◆ **Extracted information**:

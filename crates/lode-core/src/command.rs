// SPDX-License-Identifier: Apache-2.0
// © James Ross Ω FLYING•ROBOTS <https://github.com/flyingrobots>
//! Typed commands and the bounded per-actor command queue.
//!
//! Producers (network readers, the AI executor) enqueue; exactly one
//! consumer (the engine) drains at the start of each tick. The queue never
//! blocks on I/O and applies a stable `(origin_tick, issued_at, insertion)`
//! order so replays reproduce byte-identical outcomes.

use rustc_hash::FxHashMap;
use serde::{Deserialize, Serialize};
use thiserror::Error;
use tracing::warn;

use crate::actor::Facing;

/// Console commands reachable from the client prompt.
#[derive(Debug, Clone, Copy, PartialEq, Eq, Serialize, Deserialize)]
#[serde(rename_all = "snake_case")]
pub enum ConsoleCmd {
    /// Drop gold from the inventory onto the ground.
    DropGold,
    /// Pick up the nearest gold pile.
    PickupGold,
}

impl ConsoleCmd {
    /// The wire name of the command.
    #[must_use]
    pub fn as_str(self) -> &'static str {
        match self {
            Self::DropGold => "drop_gold",
            Self::PickupGold => "pickup_gold",
        }
    }
}

/// Payload of a queued command.
#[derive(Debug, Clone, PartialEq, Serialize, Deserialize)]
pub enum CommandPayload {
    /// Set the movement intent, optionally pinning a facing.
    Move {
        /// Intent x in `[-1, 1]`.
        dx: f64,
        /// Intent y in `[-1, 1]`.
        dy: f64,
        /// Explicit facing override.
        facing: Option<Facing>,
    },
    /// Clear the movement intent.
    Stop,
    /// Trigger a named action (`attack`, `fireball`).
    Action {
        /// Action name.
        name: String,
    },
    /// Start path-following toward a world position.
    SetPath {
        /// Goal x in world units.
        x: f64,
        /// Goal y in world units.
        y: f64,
    },
    /// Cancel path-following.
    ClearPath,
    /// Liveness signal carrying the client's send time.
    Heartbeat {
        /// Client clock at send, milliseconds.
        sent_at_ms: u64,
    },
    /// Console command with an optional quantity.
    Console {
        /// Which console command.
        cmd: ConsoleCmd,
        /// Quantity; 0 means "all"/default.
        qty: u32,
    },
}

/// A command bound to one actor, stamped for stable ordering.
#[derive(Debug, Clone, PartialEq, Serialize, Deserialize)]
pub struct Command {
    /// Target actor id.
    pub actor_id: String,
    /// Tick current when the command entered the hub.
    pub origin_tick: u64,
    /// Producer-side sequence/time for intra-tick ordering.
    pub issued_at: u64,
    /// The typed payload.
    pub payload: CommandPayload,
}

/// Enqueue failures, reported to the producer.
#[derive(Debug, Clone, Copy, PartialEq, Eq, Error)]
pub enum EnqueueError {
    /// Global capacity reached.
    #[error("queue_full")]
    QueueFull,
    /// Per-actor bound reached.
    #[error("per_actor_limit")]
    PerActorLimit,
    /// Actor does not exist in the world.
    #[error("unknown_actor")]
    UnknownActor,
}

/// Global queue capacity.
pub const DEFAULT_COMMAND_CAPACITY: usize = 4096;
/// Per-actor queued-command bound.
pub const DEFAULT_PER_ACTOR_LIMIT: usize = 64;
/// Emit a backpressure warning every this many queued commands per actor.
pub const DEFAULT_WARNING_STEP: usize = 16;

#[derive(Debug, Clone)]
struct QueuedCommand {
    command: Command,
    insertion: u64,
}

/// Bounded multi-producer command queue with per-actor fairness caps.
#[derive(Debug)]
pub struct CommandQueue {
    entries: Vec<QueuedCommand>,
    per_actor: FxHashMap<String, usize>,
    capacity: usize,
    per_actor_limit: usize,
    warning_step: usize,
    insertion_counter: u64,
}

impl Default for CommandQueue {
    fn default() -> Self {
        Self::new(
            DEFAULT_COMMAND_CAPACITY,
            DEFAULT_PER_ACTOR_LIMIT,
            DEFAULT_WARNING_STEP,
        )
    }
}

impl CommandQueue {
    /// Creates a queue with explicit bounds.
    #[must_use]
    pub fn new(capacity: usize, per_actor_limit: usize, warning_step: usize) -> Self {
        Self {
            entries: Vec::new(),
            per_actor: FxHashMap::default(),
            capacity,
            per_actor_limit,
            warning_step: warning_step.max(1),
            insertion_counter: 0,
        }
    }

    /// Queued commands across all actors.
    #[must_use]
    pub fn len(&self) -> usize {
        self.entries.len()
    }

    /// True when nothing is queued.
    #[must_use]
    pub fn is_empty(&self) -> bool {
        self.entries.is_empty()
    }

    /// Queued commands for one actor.
    #[must_use]
    pub fn queued_for(&self, actor_id: &str) -> usize {
        self.per_actor.get(actor_id).copied().unwrap_or(0)
    }

    /// Enqueues a command.
    ///
    /// # Errors
    /// [`EnqueueError::QueueFull`] at global capacity,
    /// [`EnqueueError::PerActorLimit`] at the per-actor bound. Actor
    /// existence is the engine's concern; the queue accepts any id.
    pub fn enqueue(&mut self, command: Command) -> Result<(), EnqueueError> {
        if self.entries.len() >= self.capacity {
            return Err(EnqueueError::QueueFull);
        }
        let queued = self.queued_for(&command.actor_id);
        if queued >= self.per_actor_limit {
            return Err(EnqueueError::PerActorLimit);
        }
        let next = queued + 1;
        if next % self.warning_step == 0 {
            warn!(
                actor = %command.actor_id,
                queued = next,
                limit = self.per_actor_limit,
                "command queue backpressure"
            );
        }
        self.per_actor.insert(command.actor_id.clone(), next);
        self.insertion_counter += 1;
        self.entries.push(QueuedCommand {
            command,
            insertion: self.insertion_counter,
        });
        Ok(())
    }

    /// Drains every queued command in stable apply order:
    /// `(origin_tick, issued_at, insertion)` ascending.
    pub fn drain(&mut self) -> Vec<Command> {
        let mut taken = std::mem::take(&mut self.entries);
        self.per_actor.clear();
        taken.sort_by(|a, b| {
            a.command
                .origin_tick
                .cmp(&b.command.origin_tick)
                .then_with(|| a.command.issued_at.cmp(&b.command.issued_at))
                .then_with(|| a.insertion.cmp(&b.insertion))
        });
        taken.into_iter().map(|q| q.command).collect()
    }
}

#[cfg(test)]
mod tests {
    use super::*;

    fn cmd(actor: &str, origin_tick: u64, issued_at: u64) -> Command {
        Command {
            actor_id: actor.to_owned(),
            origin_tick,
            issued_at,
            payload: CommandPayload::Stop,
        }
    }

    #[test]
    fn drain_orders_by_origin_then_issue_then_insertion() {
        let mut queue = CommandQueue::default();
        queue.enqueue(cmd("b", 5, 2)).unwrap();
        queue.enqueue(cmd("a", 4, 9)).unwrap();
        queue.enqueue(cmd("c", 5, 1)).unwrap();
        queue.enqueue(cmd("d", 5, 1)).unwrap();
        let order: Vec<String> = queue.drain().into_iter().map(|c| c.actor_id).collect();
        assert_eq!(order, vec!["a", "c", "d", "b"]);
    }

    #[test]
    fn per_actor_limit_is_enforced() {
        let mut queue = CommandQueue::new(100, 3, 10);
        for i in 0..3 {
            queue.enqueue(cmd("a", 0, i)).unwrap();
        }
        assert_eq!(queue.enqueue(cmd("a", 0, 3)), Err(EnqueueError::PerActorLimit));
        // Other actors are unaffected.
        queue.enqueue(cmd("b", 0, 0)).unwrap();
        assert_eq!(queue.queued_for("a"), 3);
    }

    #[test]
    fn global_capacity_is_enforced() {
        let mut queue = CommandQueue::new(2, 10, 10);
        queue.enqueue(cmd("a", 0, 0)).unwrap();
        queue.enqueue(cmd("b", 0, 0)).unwrap();
        assert_eq!(queue.enqueue(cmd("c", 0, 0)), Err(EnqueueError::QueueFull));
    }

    #[test]
    fn drain_resets_per_actor_counts() {
        let mut queue = CommandQueue::new(10, 2, 10);
        queue.enqueue(cmd("a", 0, 0)).unwrap();
        queue.enqueue(cmd("a", 0, 1)).unwrap();
        assert!(queue.enqueue(cmd("a", 0, 2)).is_err());
        let drained = queue.drain();
        assert_eq!(drained.len(), 2);
        assert!(queue.enqueue(cmd("a", 1, 0)).is_ok());
    }
}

◆ **Aim of the exercise**: Search the data and copy each line containing "entries".

◆ **Written reply**:
    entries: Vec<QueuedCommand>,
            entries: Vec::new(),
        self.entries.len()
        self.entries.is_empty()
        if self.entries.len() >= self.capacity {
        self.entries.push(QueuedCommand {
        let mut taken = std::mem::take(&mut self.entries);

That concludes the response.